## What you have to do:
Below are records; how many of their lines contain "InvalidAnnounce"? Answer with only the number.

Saved entries
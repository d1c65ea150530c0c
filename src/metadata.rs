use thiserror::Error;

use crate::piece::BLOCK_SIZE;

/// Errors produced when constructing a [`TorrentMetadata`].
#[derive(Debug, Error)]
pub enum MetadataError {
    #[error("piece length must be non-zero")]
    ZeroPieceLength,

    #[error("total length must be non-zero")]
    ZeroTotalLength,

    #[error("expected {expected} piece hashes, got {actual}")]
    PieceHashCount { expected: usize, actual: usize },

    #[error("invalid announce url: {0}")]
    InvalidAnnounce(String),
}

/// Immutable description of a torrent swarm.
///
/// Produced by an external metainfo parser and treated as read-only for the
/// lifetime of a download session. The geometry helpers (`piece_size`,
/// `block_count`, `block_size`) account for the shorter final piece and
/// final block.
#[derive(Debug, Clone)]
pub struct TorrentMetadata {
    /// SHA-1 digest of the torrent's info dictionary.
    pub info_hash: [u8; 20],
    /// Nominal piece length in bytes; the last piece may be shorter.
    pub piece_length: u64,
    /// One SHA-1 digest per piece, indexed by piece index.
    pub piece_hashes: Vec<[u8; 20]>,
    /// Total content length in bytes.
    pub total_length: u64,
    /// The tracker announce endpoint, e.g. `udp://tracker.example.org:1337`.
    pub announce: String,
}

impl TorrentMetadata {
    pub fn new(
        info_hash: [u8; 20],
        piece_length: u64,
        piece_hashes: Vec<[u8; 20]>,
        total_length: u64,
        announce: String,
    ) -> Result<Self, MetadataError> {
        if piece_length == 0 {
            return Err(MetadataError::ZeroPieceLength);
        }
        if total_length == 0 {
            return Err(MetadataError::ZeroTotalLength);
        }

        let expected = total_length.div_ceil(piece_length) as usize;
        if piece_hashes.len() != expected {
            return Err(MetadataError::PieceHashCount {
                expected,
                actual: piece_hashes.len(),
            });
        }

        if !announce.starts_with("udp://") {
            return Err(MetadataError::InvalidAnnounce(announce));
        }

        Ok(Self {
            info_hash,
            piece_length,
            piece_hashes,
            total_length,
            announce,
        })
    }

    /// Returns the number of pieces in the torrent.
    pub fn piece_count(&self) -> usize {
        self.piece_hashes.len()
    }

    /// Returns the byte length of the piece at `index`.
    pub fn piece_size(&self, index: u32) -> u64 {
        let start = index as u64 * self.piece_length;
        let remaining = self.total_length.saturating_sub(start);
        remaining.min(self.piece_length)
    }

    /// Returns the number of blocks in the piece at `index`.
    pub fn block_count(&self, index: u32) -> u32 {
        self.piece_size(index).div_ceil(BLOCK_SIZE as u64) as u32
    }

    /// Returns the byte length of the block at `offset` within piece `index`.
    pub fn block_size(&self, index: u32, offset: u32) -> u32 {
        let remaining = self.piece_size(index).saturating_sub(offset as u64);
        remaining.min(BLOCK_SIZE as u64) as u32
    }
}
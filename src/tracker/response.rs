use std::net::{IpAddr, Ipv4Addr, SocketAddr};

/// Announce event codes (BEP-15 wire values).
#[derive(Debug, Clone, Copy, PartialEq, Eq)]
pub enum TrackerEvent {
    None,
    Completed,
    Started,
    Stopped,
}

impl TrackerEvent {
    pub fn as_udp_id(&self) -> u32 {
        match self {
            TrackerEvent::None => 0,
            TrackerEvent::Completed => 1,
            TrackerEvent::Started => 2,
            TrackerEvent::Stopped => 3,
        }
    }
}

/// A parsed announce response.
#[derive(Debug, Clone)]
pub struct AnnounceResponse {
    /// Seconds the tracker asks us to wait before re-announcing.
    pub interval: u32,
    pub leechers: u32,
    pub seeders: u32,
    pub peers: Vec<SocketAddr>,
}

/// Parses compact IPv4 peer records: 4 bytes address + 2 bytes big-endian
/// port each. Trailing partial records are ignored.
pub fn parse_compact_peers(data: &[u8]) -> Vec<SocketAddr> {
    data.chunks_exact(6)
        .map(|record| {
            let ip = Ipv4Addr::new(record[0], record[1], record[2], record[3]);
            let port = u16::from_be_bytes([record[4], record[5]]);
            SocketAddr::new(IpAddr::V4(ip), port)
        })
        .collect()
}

## Completed exercise:
2